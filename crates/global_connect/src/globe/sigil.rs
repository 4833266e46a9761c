//! Phoenix sigil in the upper-right corner. It idles with a slow ember glow
//! and flares up, sparkles included, while the chat assistant is working.

use super::chat::ChatSession;
use super::{GlobeRng, GlobeScene};
use crate::AppScreen;
use crate::ui::label;
use crate::utils::remove;
use bevy::camera::visibility::RenderLayers;
use bevy::camera::{ClearColorConfig, Viewport};
use bevy::math::FloatExt;
use bevy::prelude::*;
use bevy::window::PrimaryWindow;
use rand::Rng;
use std::f32::consts::PI;

pub struct SigilPlugin;

impl Plugin for SigilPlugin {
    fn build(&self, app: &mut App) {
        app.init_resource::<GlobeRng>()
            .add_systems(OnEnter(AppScreen::Globe), (spawn_sigil, spawn_label))
            .add_systems(
                Update,
                (
                    fit_viewport,
                    refresh_label.run_if(resource_changed::<ChatSession>),
                    animate_sigil,
                    drift_sparkles,
                )
                    .run_if(in_state(AppScreen::Globe)),
            )
            .add_systems(OnExit(AppScreen::Globe), remove::<SigilMaterials>);
    }
}

pub const SIGIL_LAYER: usize = 3;
pub const MAX_SPARKLES: usize = 150;
/// Logical size of the square sigil viewport.
const SIGIL_SIZE: f32 = 160.0;
const SIGIL_TOP: f32 = 24.0;
const SIGIL_RIGHT: f32 = 32.0;
const IDLE_GLOW: f32 = 0.2;
const ACTIVE_GLOW: f32 = 4.0;
const FEATHERS: usize = 7;

const ARMOR: Color = Color::srgb_u8(0xd9, 0x77, 0x06);
const ARMOR_EMISSIVE: Color = Color::srgb_u8(0x7c, 0x2d, 0x12);
const FIRE: Color = Color::srgb_u8(0xff, 0x45, 0x00);
const FIRE_HOT: Color = Color::srgb_u8(0xff, 0xaa, 0x00);
const ENERGY: Color = Color::srgb_u8(0xfb, 0xbf, 0x24);
const LABEL_ACTIVE: Color = Color::srgb_u8(0xfc, 0xd3, 0x4d);
const LABEL_IDLE: Color = Color::srgba(0.984, 0.573, 0.235, 0.7);

/// Everything about the sigil that depends on whether the assistant is busy.
#[derive(Debug, Clone, Copy, PartialEq)]
pub struct SigilLook {
    pub label: &'static str,
    pub sparkles: usize,
    pub sparkle_speed: f32,
    /// Edge length of the cube the sparkles drift in.
    pub sparkle_spread: f32,
    pub sparkle_size: f32,
    /// Hover frequency of the whole sigil.
    pub float_speed: f32,
    /// Peak yaw sway while hovering, radians.
    pub sway: f32,
}

pub fn sigil_look(processing: bool) -> SigilLook {
    if processing {
        SigilLook {
            label: "PROCESSING...",
            sparkles: MAX_SPARKLES,
            sparkle_speed: 2.0,
            sparkle_spread: 4.0,
            sparkle_size: 6.0,
            float_speed: 5.0,
            sway: 0.3,
        }
    } else {
        SigilLook {
            label: "Phoenix Protocol",
            sparkles: 60,
            sparkle_speed: 0.8,
            sparkle_spread: 3.0,
            sparkle_size: 4.0,
            float_speed: 2.0,
            sway: 0.1,
        }
    }
}

/// Emissive strength of the armor: eases toward the mode's base level and
/// rides a pulse on top of it.
#[derive(Component, Debug, Clone, Copy, PartialEq)]
pub struct SigilGlow {
    pub intensity: f32,
}

impl Default for SigilGlow {
    fn default() -> Self {
        Self {
            intensity: IDLE_GLOW,
        }
    }
}

impl SigilGlow {
    pub fn advance(&mut self, processing: bool, elapsed: f32, dt: f32) -> f32 {
        let target = if processing { ACTIVE_GLOW } else { IDLE_GLOW };
        self.intensity = self.intensity.lerp(target, (dt * 3.0).min(1.0));
        let pulse = if processing {
            (elapsed * 20.0).sin() * 1.5 + 1.5
        } else {
            (elapsed * 0.8).sin() * 0.2
        };
        self.intensity + pulse
    }
}

/// `(scale, lift, tilt)` of the breathing body at `elapsed`.
pub fn breathing(elapsed: f32) -> (f32, f32, f32) {
    (
        1.0 + (elapsed * 2.0).sin() * 0.03,
        elapsed.sin() * 0.1,
        (elapsed * 0.5).sin() * 0.05,
    )
}

/// A sparkle seeded at `anchor` (unit cube around the origin) after rising
/// `drift` units; it wraps back to the bottom of its cube.
pub fn sparkle_position(anchor: Vec3, drift: f32, spread: f32) -> Vec3 {
    let rise = (anchor.y + 0.5 + drift * 0.1).rem_euclid(1.0) - 0.5;
    Vec3::new(anchor.x, rise, anchor.z) * spread
}

#[derive(Resource)]
struct SigilMaterials {
    armor: Handle<StandardMaterial>,
    fire: Handle<StandardMaterial>,
    energy: Handle<StandardMaterial>,
}

#[derive(Component)]
struct SigilCamera;

#[derive(Component)]
struct SigilLabel;

/// Hover phase, advanced at the look's float speed so speed changes never jump.
#[derive(Component, Default)]
struct SigilFloat {
    phase: f32,
}

#[derive(Component)]
struct SigilBody;

#[derive(Component, Default)]
struct SparkleField {
    drift: f32,
}

#[derive(Component)]
struct Sparkle {
    index: usize,
    anchor: Vec3,
}

fn spawn_sigil(
    mut commands: Commands,
    mut rng: ResMut<GlobeRng>,
    mut meshes: ResMut<Assets<Mesh>>,
    mut materials: ResMut<Assets<StandardMaterial>>,
) {
    let layer = RenderLayers::layer(SIGIL_LAYER);

    commands.spawn((
        Camera3d::default(),
        Camera {
            order: 6,
            clear_color: ClearColorConfig::None,
            is_active: false,
            ..default()
        },
        Projection::Perspective(PerspectiveProjection {
            fov: 50f32.to_radians(),
            ..default()
        }),
        Transform::from_xyz(0.0, 0.0, 4.5).looking_at(Vec3::ZERO, Vec3::Y),
        layer.clone(),
        SigilCamera,
        GlobeScene,
        Name::new("Sigil Camera"),
    ));
    for (color, intensity, position) in [
        (ENERGY, 600_000.0, Vec3::new(5.0, 10.0, 5.0)),
        (FIRE, 200_000.0, Vec3::new(0.0, -2.0, 2.0)),
    ] {
        commands.spawn((
            PointLight {
                color,
                intensity,
                range: 20.0,
                ..default()
            },
            Transform::from_translation(position),
            layer.clone(),
            GlobeScene,
        ));
    }

    let palette = SigilMaterials {
        armor: materials.add(StandardMaterial {
            base_color: ARMOR,
            emissive: ARMOR_EMISSIVE.to_linear() * IDLE_GLOW,
            perceptual_roughness: 0.3,
            metallic: 1.0,
            clearcoat: 1.0,
            ..default()
        }),
        fire: materials.add(StandardMaterial {
            base_color: FIRE.with_alpha(0.9),
            alpha_mode: AlphaMode::Blend,
            unlit: true,
            ..default()
        }),
        energy: materials.add(StandardMaterial {
            base_color: ENERGY.with_alpha(0.6),
            alpha_mode: AlphaMode::Add,
            unlit: true,
            ..default()
        }),
    };
    let sparkle = materials.add(StandardMaterial {
        base_color: ENERGY.with_alpha(0.5),
        alpha_mode: AlphaMode::Add,
        unlit: true,
        ..default()
    });

    let armor = palette.armor.clone();
    let fire = palette.fire.clone();
    let energy = palette.energy.clone();
    let mut part = |mesh: Mesh, material: &Handle<StandardMaterial>, transform: Transform| {
        (
            Mesh3d(meshes.add(mesh)),
            MeshMaterial3d(material.clone()),
            transform,
            layer.clone(),
        )
    };

    let chest = part(
        Sphere::new(0.35).mesh().uv(4, 2),
        &armor,
        Transform::from_xyz(0.0, 0.1, 0.1),
    );
    let core = part(
        Sphere::new(0.15).mesh().uv(5, 3),
        &energy,
        Transform::from_xyz(0.0, 0.1, 0.3),
    );
    let neck = part(
        ConicalFrustum {
            radius_top: 0.1,
            radius_bottom: 0.25,
            height: 0.6,
        }
        .mesh()
        .resolution(6)
        .build(),
        &armor,
        Transform::from_xyz(0.0, 0.4, 0.0),
    );

    let head_pose = Transform::from_xyz(0.0, 0.8, 0.2).with_rotation(Quat::from_rotation_x(0.2));
    let cranium = part(
        Cone::new(0.18, 0.4).mesh().resolution(4).build(),
        &armor,
        Transform::IDENTITY,
    );
    let beak = part(
        Cone::new(0.08, 0.4).mesh().resolution(4).build(),
        &armor,
        Transform::from_xyz(0.0, -0.1, 0.2).with_rotation(Quat::from_rotation_x(-2.5)),
    );
    let eyes = [0.1f32, -0.1].map(|x| {
        part(
            Cuboid::new(0.05, 0.1, 0.15).into(),
            &energy,
            Transform::from_xyz(x, 0.0, 0.12).with_rotation(Quat::from_rotation_z(-2.0 * x)),
        )
    });
    let crest = [
        (Vec3::new(0.0, 0.15, -0.1), Vec3::new(-0.5, 0.0, 0.0), 0.6),
        (Vec3::new(0.1, 0.1, -0.05), Vec3::new(-0.4, 0.0, -0.4), 0.5),
        (Vec3::new(-0.1, 0.1, -0.05), Vec3::new(-0.4, 0.0, 0.4), 0.5),
    ]
    .map(|(at, euler, length)| {
        part(
            Cone::new(0.02, length).mesh().resolution(4).build(),
            &fire,
            Transform::from_translation(at)
                .with_rotation(Quat::from_euler(EulerRot::XYZ, euler.x, euler.y, euler.z)),
        )
    });

    let wings = [1.0f32, -1.0].map(|side| {
        let arm = part(
            Cuboid::new(1.4, 0.15, 0.1).into(),
            &armor,
            Transform::from_xyz(side * 0.6, 0.0, 0.0)
                .with_rotation(Quat::from_rotation_z(side * -0.2)),
        );
        let feathers: Vec<_> = (0..FEATHERS)
            .map(|i| {
                let i = i as f32;
                let blade = part(
                    Cone::new(0.06, 0.8 + i * 0.1).mesh().resolution(4).build(),
                    &armor,
                    Transform::from_xyz(0.0, -0.4, 0.0),
                );
                let tip = part(
                    Cone::new(0.04, 0.6).mesh().resolution(4).build(),
                    &fire,
                    Transform::from_xyz(0.0, -0.9 - i * 0.05, 0.0)
                        .with_rotation(Quat::from_rotation_x(PI)),
                );
                let pose = Transform::from_xyz(side * (0.2 + i * 0.15), -0.05, 0.0)
                    .with_rotation(Quat::from_rotation_z(side * (-0.3 - i * 0.15)));
                (pose, blade, tip)
            })
            .collect();
        let pose = Transform::from_xyz(side * 0.2, 0.5, 0.0)
            .with_rotation(Quat::from_rotation_z(side * 0.3));
        (pose, arm, feathers)
    });

    let tail_cone = part(
        Cone::new(0.15, 1.2).mesh().resolution(5).build(),
        &armor,
        Transform::from_xyz(0.0, -0.5, 0.0).with_rotation(Quat::from_rotation_x(3.0)),
    );
    let ribbons = [
        (Vec3::new(-0.2, -0.5, 0.0), Vec3::new(0.0, 2.0, 1.0), 1.2, 0.03, &energy),
        (Vec3::new(0.2, -0.8, 0.1), Vec3::new(0.0, -2.5, -1.0), 1.0, 0.04, &fire),
        (Vec3::new(0.0, -1.2, 0.0), Vec3::new(1.5, 0.0, 0.0), 0.6, 0.02, &energy),
    ]
    .map(|(at, euler, major, minor, material)| {
        part(
            Torus::new(major - minor, major + minor).into(),
            material,
            Transform::from_translation(at)
                .with_rotation(Quat::from_euler(EulerRot::XYZ, euler.x, euler.y, euler.z)),
        )
    });
    let sparkle_mesh = meshes.add(Sphere::new(1.0).mesh().uv(6, 4));

    commands
        .spawn((
            Transform::default(),
            Visibility::default(),
            SigilFloat::default(),
            layer.clone(),
            GlobeScene,
            Name::new("Phoenix Sigil"),
        ))
        .with_children(|sigil| {
            sigil
                .spawn((
                    Transform::from_rotation(Quat::from_rotation_y(-0.3)),
                    Visibility::default(),
                    SigilBody,
                    SigilGlow::default(),
                    layer.clone(),
                ))
                .with_children(|body| {
                    body.spawn(chest);
                    body.spawn(core);
                    body.spawn(neck);
                    body.spawn((head_pose, Visibility::default(), layer.clone()))
                        .with_children(|head| {
                            head.spawn(cranium);
                            head.spawn(beak);
                            for piece in eyes.into_iter().chain(crest) {
                                head.spawn(piece);
                            }
                        });
                    for (pose, arm, feathers) in wings {
                        body.spawn((pose, Visibility::default(), layer.clone()))
                            .with_children(|wing| {
                                wing.spawn(arm);
                                for (pose, blade, tip) in feathers {
                                    wing.spawn((pose, Visibility::default(), layer.clone()))
                                        .with_children(|feather| {
                                            feather.spawn(blade);
                                            feather.spawn(tip);
                                        });
                                }
                            });
                    }
                    body.spawn((
                        Transform::from_xyz(0.0, -0.5, -0.2),
                        Visibility::default(),
                        layer.clone(),
                    ))
                    .with_children(|tail| {
                        tail.spawn(tail_cone);
                        for ribbon in ribbons {
                            tail.spawn(ribbon);
                        }
                    });
                    body.spawn((
                        Transform::default(),
                        Visibility::default(),
                        SparkleField::default(),
                        layer.clone(),
                    ))
                    .with_children(|field| {
                        for index in 0..MAX_SPARKLES {
                            let anchor = Vec3::new(
                                rng.gen_range(-0.5..0.5),
                                rng.gen_range(-0.5..0.5),
                                rng.gen_range(-0.5..0.5),
                            );
                            field.spawn((
                                Mesh3d(sparkle_mesh.clone()),
                                MeshMaterial3d(sparkle.clone()),
                                Transform::from_translation(anchor),
                                Visibility::Hidden,
                                Sparkle { index, anchor },
                                layer.clone(),
                            ));
                        }
                    });
                });
        });

    commands.insert_resource(palette);
}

▬▬▬

Action item: Copy the lines above that hold the word "build".

Solution for this exercise:
    fn build(&self, app: &mut App) {
        .build(),
        Cone::new(0.18, 0.4).mesh().resolution(4).build(),
        Cone::new(0.08, 0.4).mesh().resolution(4).build(),
            Cone::new(0.02, length).mesh().resolution(4).build(),
                    Cone::new(0.06, 0.8 + i * 0.1).mesh().resolution(4).build(),
                    Cone::new(0.04, 0.6).mesh().resolution(4).build(),
        Cone::new(0.15, 1.2).mesh().resolution(5).build(),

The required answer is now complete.